* [Work required]: Your answer should hold exactly the lines from the line containing "g.insert(&[1.0, 2.0, 3.0]);" through the end of the entries that follow.

********

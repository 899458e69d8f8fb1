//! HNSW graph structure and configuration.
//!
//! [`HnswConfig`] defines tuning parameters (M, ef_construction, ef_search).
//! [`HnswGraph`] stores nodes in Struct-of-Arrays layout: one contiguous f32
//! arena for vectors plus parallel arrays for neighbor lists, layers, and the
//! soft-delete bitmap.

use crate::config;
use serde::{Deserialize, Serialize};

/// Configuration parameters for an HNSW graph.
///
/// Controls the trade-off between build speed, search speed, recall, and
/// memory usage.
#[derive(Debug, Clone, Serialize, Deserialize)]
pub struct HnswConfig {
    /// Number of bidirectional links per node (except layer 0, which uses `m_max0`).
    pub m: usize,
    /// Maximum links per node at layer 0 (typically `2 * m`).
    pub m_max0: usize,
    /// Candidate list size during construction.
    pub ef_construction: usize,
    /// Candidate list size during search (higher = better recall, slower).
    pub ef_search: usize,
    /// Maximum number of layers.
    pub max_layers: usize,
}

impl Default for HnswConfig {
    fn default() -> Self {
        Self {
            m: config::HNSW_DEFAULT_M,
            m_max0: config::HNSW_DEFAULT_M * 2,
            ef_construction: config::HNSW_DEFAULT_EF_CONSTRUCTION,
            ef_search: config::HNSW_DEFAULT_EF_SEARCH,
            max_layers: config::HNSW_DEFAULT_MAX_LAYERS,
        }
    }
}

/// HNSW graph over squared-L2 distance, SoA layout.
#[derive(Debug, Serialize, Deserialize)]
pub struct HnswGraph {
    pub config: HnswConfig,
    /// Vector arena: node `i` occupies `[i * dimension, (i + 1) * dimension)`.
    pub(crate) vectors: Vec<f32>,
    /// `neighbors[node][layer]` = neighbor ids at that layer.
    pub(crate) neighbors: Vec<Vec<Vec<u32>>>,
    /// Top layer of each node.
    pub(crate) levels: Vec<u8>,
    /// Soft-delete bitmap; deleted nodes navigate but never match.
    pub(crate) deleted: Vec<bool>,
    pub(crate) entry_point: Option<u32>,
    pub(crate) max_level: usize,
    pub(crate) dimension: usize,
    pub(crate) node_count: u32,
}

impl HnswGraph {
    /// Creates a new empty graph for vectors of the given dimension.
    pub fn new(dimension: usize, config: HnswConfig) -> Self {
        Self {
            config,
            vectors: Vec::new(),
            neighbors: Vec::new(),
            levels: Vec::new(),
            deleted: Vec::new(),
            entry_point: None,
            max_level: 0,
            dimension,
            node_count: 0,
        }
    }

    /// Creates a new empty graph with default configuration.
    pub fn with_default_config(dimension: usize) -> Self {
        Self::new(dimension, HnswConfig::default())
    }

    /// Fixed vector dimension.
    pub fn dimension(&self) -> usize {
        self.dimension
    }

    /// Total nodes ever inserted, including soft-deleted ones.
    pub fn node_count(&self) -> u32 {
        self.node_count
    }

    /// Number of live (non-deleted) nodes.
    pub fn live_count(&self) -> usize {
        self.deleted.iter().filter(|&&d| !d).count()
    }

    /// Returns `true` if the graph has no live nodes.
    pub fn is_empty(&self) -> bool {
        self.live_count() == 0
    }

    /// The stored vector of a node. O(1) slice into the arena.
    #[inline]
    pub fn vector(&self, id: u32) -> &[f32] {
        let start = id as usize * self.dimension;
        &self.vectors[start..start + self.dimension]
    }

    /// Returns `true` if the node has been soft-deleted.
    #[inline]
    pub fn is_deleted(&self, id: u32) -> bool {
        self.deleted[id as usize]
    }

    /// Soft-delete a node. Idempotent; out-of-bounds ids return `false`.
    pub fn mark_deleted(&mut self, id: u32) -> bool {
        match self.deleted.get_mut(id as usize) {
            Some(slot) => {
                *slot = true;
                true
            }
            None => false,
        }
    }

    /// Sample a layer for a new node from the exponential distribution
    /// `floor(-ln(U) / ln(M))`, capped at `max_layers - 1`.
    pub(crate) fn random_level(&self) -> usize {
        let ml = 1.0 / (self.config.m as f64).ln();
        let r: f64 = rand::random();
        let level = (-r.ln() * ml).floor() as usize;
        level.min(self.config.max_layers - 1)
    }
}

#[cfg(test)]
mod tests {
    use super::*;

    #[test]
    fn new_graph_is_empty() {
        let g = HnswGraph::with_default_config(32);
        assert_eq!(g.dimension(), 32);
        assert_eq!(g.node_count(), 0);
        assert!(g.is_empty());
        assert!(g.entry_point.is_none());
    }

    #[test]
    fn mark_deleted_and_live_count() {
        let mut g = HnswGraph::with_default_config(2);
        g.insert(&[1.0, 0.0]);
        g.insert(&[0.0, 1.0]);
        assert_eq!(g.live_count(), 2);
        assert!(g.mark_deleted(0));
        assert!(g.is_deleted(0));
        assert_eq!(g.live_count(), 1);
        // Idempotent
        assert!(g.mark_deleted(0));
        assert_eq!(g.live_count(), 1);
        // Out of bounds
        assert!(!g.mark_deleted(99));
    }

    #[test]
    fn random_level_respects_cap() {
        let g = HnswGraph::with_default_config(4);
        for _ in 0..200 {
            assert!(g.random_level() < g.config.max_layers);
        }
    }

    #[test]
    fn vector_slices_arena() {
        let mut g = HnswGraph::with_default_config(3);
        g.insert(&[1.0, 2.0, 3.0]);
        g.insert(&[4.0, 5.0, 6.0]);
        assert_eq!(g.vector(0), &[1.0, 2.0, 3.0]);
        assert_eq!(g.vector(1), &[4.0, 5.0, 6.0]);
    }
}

********

* [Solved problem]:
        g.insert(&[1.0, 2.0, 3.0]);
        g.insert(&[4.0, 5.0, 6.0]);
        assert_eq!(g.vector(0), &[1.0, 2.0, 3.0]);
        assert_eq!(g.vector(1), &[4.0, 5.0, 6.0]);
    }
}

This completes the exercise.